The word "contains" marks the lines to copy; find all of them in the entries below.

--- --- ---

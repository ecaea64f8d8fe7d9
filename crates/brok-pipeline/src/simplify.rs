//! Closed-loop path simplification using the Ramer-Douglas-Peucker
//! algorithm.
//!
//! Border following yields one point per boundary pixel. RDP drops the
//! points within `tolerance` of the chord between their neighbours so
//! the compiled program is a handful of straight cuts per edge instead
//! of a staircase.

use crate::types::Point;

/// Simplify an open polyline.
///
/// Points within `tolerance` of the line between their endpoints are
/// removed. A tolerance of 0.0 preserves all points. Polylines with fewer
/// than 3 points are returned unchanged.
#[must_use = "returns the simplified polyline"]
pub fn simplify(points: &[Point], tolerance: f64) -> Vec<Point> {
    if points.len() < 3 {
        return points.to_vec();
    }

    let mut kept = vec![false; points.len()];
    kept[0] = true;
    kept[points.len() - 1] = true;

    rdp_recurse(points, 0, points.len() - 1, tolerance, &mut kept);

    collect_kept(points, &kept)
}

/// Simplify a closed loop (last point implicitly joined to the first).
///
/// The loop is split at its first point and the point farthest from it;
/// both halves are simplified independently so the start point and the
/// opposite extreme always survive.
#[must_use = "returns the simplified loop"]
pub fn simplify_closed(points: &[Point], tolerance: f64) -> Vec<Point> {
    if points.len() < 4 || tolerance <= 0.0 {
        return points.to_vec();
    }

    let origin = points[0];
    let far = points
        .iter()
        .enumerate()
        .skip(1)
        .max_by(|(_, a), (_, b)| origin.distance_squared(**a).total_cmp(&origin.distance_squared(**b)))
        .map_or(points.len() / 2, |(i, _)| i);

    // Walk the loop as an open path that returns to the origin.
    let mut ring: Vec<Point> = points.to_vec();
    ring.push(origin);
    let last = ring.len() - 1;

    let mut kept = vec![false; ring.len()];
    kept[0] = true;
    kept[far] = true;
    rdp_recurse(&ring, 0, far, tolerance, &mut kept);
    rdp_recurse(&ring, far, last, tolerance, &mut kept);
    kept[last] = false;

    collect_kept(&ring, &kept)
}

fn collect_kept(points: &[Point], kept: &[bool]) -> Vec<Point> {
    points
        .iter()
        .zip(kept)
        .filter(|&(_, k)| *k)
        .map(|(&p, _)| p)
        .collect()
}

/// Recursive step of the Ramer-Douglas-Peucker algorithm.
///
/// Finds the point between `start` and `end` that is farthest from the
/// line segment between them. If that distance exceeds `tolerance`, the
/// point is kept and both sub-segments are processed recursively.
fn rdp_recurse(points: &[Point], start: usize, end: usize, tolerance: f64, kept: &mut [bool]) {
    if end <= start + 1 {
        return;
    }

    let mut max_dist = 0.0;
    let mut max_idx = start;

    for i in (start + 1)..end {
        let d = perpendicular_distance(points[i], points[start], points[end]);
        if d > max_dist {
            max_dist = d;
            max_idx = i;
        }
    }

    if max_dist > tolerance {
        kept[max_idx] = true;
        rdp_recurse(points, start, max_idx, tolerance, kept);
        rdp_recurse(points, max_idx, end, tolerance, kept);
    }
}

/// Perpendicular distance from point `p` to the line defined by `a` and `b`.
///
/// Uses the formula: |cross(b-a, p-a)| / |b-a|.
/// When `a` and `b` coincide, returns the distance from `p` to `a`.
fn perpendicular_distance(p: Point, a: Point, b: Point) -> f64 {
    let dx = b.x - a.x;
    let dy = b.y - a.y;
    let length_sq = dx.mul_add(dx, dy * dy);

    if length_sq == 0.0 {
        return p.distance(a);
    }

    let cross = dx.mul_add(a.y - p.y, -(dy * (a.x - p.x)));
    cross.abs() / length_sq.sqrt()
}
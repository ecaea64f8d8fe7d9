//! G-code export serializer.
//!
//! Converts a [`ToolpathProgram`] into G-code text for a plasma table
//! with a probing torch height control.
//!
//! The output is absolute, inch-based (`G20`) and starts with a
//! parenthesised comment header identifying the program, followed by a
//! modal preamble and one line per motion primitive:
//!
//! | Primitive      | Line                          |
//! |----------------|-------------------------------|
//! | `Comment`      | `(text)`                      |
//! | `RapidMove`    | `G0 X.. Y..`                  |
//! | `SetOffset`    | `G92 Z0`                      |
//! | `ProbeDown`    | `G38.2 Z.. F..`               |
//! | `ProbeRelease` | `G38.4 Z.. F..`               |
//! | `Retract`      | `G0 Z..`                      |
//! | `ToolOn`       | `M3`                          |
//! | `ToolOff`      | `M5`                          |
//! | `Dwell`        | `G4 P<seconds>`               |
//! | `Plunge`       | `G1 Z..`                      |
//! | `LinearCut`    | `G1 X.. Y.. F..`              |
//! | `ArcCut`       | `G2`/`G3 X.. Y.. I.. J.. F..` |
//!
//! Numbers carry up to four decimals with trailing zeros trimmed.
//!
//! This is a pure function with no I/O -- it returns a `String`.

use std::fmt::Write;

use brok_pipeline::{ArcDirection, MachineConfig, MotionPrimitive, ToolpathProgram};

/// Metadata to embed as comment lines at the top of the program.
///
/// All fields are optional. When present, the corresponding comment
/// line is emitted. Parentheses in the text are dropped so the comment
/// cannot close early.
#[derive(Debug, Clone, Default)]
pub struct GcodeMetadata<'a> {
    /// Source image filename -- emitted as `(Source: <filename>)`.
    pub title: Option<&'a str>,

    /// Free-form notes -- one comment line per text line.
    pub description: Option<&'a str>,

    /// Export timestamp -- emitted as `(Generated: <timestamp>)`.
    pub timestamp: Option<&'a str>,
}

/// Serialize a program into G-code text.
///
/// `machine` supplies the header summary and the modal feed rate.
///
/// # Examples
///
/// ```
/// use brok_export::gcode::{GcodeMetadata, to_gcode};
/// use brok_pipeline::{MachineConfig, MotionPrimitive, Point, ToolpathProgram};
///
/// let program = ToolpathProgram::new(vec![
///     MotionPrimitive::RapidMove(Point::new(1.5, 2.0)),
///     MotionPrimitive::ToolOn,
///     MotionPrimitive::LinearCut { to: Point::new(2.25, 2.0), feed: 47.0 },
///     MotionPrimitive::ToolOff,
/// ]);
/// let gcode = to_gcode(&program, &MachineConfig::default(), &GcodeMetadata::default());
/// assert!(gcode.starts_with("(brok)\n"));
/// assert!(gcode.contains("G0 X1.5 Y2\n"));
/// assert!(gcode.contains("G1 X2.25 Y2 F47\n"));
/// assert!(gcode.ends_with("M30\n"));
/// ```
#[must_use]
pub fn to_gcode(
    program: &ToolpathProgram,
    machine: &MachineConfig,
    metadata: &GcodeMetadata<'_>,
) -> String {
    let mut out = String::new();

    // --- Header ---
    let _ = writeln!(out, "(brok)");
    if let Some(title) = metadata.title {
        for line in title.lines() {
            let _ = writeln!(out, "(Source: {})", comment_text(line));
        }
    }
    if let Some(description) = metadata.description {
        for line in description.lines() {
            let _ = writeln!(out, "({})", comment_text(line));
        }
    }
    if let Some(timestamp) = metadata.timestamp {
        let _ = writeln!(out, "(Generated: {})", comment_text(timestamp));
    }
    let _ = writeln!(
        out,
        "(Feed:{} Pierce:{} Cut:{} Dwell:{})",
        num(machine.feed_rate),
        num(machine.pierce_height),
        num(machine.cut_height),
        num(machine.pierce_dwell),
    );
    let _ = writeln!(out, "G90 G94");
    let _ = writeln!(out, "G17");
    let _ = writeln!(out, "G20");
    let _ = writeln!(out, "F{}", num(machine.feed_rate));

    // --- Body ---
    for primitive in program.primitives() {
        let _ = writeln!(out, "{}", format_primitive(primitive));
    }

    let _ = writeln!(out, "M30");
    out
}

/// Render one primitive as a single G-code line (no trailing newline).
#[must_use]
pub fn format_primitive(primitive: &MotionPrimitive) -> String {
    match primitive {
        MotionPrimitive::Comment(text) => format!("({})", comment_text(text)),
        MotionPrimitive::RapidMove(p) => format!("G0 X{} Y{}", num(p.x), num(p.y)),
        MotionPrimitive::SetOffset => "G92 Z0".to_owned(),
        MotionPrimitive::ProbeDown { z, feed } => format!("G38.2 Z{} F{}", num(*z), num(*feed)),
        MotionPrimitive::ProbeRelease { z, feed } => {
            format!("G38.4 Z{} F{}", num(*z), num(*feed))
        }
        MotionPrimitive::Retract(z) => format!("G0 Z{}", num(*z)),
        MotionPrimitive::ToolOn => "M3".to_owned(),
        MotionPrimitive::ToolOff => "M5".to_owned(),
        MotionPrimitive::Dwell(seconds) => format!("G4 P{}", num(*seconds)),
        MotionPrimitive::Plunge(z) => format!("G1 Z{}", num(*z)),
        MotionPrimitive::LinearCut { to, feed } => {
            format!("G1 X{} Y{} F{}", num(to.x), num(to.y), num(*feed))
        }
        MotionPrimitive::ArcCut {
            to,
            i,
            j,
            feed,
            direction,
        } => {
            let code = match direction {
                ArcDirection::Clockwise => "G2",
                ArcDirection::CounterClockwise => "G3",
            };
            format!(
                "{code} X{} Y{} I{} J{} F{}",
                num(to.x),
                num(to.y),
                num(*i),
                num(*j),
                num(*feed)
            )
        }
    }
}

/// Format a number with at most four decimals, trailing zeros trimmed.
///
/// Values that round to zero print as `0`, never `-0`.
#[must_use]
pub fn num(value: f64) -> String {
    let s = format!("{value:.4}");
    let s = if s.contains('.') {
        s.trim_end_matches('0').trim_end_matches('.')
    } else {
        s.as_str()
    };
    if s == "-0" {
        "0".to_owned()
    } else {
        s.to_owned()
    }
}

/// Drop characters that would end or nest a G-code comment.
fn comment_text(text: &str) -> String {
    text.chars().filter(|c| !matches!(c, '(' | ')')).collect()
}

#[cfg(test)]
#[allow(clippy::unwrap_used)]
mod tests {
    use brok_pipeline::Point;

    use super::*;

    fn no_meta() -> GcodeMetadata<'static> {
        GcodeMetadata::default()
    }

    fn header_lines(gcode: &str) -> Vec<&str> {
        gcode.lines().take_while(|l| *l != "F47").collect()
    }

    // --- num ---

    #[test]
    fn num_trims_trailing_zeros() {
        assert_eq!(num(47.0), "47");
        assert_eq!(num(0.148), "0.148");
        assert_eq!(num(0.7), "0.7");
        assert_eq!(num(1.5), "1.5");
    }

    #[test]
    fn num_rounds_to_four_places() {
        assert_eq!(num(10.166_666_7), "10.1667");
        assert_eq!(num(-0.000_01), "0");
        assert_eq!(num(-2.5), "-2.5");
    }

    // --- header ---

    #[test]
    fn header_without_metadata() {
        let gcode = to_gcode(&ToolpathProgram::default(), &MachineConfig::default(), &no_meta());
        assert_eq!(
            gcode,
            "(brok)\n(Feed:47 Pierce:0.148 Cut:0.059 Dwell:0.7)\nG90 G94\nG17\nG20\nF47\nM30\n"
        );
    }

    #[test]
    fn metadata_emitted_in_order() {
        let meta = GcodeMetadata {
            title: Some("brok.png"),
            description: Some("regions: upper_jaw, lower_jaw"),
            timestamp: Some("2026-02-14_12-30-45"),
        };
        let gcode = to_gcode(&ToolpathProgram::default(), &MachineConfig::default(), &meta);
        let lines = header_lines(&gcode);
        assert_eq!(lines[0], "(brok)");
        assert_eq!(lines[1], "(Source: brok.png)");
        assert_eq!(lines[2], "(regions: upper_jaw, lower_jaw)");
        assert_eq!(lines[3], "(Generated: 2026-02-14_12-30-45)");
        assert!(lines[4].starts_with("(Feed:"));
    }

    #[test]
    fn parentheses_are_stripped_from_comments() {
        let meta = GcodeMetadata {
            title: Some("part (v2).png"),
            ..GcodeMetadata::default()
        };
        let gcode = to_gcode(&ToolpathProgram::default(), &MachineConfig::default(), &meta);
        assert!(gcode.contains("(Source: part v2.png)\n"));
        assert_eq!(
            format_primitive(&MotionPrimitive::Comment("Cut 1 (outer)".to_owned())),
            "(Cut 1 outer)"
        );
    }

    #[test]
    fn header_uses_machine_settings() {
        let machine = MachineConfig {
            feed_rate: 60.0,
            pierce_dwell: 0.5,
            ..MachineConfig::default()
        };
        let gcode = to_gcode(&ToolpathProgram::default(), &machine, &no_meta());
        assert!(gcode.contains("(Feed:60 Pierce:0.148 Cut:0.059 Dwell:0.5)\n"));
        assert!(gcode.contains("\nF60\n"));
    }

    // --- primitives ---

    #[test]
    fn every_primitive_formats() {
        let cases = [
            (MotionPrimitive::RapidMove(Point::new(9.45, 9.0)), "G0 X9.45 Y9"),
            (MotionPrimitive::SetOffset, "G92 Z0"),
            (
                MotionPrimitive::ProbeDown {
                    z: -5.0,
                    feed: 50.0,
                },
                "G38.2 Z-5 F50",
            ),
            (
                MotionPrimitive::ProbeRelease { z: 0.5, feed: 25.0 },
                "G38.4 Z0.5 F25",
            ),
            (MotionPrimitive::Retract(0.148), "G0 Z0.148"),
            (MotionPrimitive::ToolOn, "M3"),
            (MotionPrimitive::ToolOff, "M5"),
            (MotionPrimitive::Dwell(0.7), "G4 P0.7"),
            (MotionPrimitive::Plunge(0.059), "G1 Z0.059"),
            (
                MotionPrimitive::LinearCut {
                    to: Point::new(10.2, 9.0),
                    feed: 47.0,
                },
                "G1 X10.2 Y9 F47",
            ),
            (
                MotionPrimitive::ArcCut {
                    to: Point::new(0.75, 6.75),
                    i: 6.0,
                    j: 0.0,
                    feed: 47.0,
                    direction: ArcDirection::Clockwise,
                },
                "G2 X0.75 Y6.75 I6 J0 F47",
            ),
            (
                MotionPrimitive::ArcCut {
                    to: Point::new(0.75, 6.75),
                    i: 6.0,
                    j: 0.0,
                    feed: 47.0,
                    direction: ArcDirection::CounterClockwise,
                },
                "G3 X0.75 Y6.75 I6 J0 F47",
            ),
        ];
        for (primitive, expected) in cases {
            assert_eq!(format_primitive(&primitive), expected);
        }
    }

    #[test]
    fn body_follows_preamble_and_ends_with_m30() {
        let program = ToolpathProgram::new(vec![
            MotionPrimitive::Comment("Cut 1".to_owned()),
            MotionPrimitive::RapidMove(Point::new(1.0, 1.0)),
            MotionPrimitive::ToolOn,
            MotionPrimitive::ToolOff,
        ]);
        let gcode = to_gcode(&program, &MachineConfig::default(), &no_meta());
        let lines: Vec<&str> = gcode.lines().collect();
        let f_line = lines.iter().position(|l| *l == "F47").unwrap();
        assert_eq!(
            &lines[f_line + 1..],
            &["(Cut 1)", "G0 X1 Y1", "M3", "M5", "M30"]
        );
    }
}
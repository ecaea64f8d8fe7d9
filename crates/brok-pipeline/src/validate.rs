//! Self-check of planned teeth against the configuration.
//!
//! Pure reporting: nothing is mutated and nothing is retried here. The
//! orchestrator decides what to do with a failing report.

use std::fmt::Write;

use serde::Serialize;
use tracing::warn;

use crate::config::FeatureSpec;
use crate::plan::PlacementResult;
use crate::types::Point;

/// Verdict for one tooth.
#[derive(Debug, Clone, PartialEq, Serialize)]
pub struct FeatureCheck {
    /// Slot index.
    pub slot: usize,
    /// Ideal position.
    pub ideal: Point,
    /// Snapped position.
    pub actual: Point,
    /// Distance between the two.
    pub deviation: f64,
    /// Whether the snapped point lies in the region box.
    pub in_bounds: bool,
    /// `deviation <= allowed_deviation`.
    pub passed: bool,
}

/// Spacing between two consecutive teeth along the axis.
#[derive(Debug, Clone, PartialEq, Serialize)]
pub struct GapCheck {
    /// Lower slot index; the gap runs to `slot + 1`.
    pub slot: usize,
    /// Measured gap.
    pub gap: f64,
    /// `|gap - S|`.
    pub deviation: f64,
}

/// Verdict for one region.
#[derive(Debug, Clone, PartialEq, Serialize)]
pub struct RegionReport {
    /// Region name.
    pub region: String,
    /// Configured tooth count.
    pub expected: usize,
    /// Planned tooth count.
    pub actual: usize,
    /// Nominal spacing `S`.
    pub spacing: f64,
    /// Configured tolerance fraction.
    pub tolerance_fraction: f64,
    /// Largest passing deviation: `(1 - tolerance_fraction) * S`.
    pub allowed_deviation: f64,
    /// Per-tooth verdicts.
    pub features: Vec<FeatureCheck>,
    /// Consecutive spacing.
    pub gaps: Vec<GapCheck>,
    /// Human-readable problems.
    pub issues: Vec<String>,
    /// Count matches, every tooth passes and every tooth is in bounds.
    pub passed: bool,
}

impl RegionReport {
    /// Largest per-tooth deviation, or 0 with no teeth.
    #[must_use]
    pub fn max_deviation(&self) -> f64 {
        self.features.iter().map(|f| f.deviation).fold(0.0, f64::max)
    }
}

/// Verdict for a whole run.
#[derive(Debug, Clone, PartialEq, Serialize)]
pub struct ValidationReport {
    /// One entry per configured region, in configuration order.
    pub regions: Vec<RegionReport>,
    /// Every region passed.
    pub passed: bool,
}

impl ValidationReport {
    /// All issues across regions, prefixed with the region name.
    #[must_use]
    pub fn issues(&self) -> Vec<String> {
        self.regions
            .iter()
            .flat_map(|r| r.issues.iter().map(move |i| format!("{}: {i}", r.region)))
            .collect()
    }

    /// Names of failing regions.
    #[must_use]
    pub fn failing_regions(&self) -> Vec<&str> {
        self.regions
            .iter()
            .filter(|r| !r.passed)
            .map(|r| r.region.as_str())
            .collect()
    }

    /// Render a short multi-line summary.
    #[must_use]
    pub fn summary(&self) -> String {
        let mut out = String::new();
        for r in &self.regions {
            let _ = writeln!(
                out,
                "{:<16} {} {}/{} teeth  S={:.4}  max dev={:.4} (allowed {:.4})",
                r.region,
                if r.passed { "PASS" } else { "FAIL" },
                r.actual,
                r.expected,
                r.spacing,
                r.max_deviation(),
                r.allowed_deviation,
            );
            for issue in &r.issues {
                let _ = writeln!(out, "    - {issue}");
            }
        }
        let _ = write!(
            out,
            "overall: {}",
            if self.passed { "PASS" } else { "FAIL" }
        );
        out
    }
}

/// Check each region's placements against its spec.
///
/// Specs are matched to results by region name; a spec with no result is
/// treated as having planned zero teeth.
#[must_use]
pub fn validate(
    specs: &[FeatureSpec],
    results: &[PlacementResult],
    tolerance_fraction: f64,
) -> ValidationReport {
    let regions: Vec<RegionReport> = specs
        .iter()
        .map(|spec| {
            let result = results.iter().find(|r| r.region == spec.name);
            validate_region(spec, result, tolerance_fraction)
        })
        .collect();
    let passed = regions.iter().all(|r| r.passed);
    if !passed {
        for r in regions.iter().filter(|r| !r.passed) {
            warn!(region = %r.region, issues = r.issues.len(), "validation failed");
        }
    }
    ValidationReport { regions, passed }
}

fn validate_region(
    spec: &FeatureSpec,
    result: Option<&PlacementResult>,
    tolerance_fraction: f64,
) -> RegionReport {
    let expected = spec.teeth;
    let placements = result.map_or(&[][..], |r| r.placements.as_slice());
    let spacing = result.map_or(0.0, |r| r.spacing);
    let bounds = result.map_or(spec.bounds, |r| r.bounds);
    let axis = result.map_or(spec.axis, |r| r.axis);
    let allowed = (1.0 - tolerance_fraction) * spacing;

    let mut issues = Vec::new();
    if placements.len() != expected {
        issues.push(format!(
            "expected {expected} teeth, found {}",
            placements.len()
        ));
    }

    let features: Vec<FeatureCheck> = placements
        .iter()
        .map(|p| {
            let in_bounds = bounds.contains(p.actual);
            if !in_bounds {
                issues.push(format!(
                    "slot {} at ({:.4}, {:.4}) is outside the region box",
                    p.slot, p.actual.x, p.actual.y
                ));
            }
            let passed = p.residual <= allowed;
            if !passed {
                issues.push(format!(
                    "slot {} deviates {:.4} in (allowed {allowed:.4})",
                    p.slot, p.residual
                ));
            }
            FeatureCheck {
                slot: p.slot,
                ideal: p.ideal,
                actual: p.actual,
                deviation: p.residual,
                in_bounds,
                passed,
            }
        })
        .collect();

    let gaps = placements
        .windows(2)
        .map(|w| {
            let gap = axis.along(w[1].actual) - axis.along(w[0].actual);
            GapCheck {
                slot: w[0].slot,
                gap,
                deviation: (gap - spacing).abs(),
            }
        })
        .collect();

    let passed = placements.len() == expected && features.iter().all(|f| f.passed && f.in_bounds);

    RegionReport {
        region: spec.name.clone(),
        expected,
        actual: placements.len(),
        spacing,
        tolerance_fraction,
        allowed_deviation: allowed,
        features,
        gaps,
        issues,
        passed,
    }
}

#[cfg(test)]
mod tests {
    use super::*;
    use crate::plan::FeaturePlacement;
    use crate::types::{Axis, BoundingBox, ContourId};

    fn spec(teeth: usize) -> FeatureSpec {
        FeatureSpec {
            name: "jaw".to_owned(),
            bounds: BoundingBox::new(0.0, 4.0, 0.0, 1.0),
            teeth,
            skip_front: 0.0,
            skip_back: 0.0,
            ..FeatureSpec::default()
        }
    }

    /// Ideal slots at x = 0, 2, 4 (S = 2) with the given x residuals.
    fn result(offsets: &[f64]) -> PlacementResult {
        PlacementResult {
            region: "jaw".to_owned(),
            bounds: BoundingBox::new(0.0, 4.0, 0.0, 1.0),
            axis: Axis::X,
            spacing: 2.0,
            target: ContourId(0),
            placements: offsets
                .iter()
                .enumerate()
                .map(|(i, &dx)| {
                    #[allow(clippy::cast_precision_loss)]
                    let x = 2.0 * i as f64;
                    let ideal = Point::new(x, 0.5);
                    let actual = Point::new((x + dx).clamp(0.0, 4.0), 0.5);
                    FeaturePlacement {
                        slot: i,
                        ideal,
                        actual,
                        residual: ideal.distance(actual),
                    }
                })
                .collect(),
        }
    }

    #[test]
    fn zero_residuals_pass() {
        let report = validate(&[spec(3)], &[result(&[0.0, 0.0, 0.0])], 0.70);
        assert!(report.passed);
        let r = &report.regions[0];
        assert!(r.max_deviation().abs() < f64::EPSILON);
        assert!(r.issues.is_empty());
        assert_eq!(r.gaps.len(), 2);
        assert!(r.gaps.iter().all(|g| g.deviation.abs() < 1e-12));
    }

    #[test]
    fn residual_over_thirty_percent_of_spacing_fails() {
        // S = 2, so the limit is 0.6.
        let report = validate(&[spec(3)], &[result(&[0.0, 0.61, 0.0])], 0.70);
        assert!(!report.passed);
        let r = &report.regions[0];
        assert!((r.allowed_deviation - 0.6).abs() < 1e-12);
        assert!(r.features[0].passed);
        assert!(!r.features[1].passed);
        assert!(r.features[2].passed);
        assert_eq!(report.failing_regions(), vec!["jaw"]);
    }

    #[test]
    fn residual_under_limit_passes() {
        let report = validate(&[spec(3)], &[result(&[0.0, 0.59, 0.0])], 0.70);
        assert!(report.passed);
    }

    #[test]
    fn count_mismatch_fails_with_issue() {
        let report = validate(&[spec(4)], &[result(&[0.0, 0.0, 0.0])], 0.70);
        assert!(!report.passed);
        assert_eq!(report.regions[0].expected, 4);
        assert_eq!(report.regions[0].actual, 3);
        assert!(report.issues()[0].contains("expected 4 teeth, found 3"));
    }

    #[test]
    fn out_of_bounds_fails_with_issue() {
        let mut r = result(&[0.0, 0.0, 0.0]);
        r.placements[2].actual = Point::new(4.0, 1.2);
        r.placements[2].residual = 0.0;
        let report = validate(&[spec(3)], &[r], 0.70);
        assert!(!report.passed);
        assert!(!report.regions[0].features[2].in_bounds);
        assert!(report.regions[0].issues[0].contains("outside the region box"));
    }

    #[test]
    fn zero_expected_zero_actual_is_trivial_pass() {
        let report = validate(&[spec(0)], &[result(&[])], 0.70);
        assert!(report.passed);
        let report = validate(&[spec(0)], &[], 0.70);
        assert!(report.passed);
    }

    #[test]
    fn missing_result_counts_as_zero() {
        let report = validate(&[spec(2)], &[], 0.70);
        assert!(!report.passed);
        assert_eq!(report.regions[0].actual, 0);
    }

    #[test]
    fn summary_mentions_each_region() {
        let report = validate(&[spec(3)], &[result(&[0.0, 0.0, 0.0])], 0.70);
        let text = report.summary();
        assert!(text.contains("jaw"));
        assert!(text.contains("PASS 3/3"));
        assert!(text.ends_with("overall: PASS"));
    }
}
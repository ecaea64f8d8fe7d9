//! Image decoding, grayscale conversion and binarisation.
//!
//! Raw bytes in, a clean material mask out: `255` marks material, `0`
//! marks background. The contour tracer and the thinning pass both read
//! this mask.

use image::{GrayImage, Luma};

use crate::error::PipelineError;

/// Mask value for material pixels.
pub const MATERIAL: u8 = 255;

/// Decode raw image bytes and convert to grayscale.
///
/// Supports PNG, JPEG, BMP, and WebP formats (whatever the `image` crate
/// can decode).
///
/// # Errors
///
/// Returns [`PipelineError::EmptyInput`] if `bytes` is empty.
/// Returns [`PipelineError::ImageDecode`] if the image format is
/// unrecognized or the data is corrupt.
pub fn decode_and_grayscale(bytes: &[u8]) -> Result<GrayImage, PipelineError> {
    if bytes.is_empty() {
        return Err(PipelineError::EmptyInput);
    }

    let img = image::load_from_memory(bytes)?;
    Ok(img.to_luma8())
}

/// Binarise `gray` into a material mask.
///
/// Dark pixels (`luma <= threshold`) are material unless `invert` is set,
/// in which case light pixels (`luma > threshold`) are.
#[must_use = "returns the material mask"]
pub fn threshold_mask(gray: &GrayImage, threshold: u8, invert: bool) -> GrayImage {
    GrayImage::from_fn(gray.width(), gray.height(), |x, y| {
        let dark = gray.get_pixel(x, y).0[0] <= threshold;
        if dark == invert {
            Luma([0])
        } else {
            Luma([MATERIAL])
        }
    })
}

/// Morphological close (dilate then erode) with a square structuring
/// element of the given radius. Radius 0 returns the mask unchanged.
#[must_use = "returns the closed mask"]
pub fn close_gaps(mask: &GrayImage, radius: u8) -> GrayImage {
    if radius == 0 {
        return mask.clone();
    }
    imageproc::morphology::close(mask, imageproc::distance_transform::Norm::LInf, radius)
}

--- --- ---

## Written answer
/// assert!(gcode.contains("G0 X1.5 Y2\n"));
/// assert!(gcode.contains("G1 X2.25 Y2 F47\n"));
    let s = if s.contains('.') {
        assert!(gcode.contains("(Source: part v2.png)\n"));
        assert!(gcode.contains("(Feed:60 Pierce:0.148 Cut:0.059 Dwell:0.5)\n"));
        assert!(gcode.contains("\nF60\n"));
            let in_bounds = bounds.contains(p.actual);
        assert!(report.issues()[0].contains("expected 4 teeth, found 3"));
        assert!(report.regions[0].issues[0].contains("outside the region box"));
        assert!(text.contains("jaw"));
        assert!(text.contains("PASS 3/3"));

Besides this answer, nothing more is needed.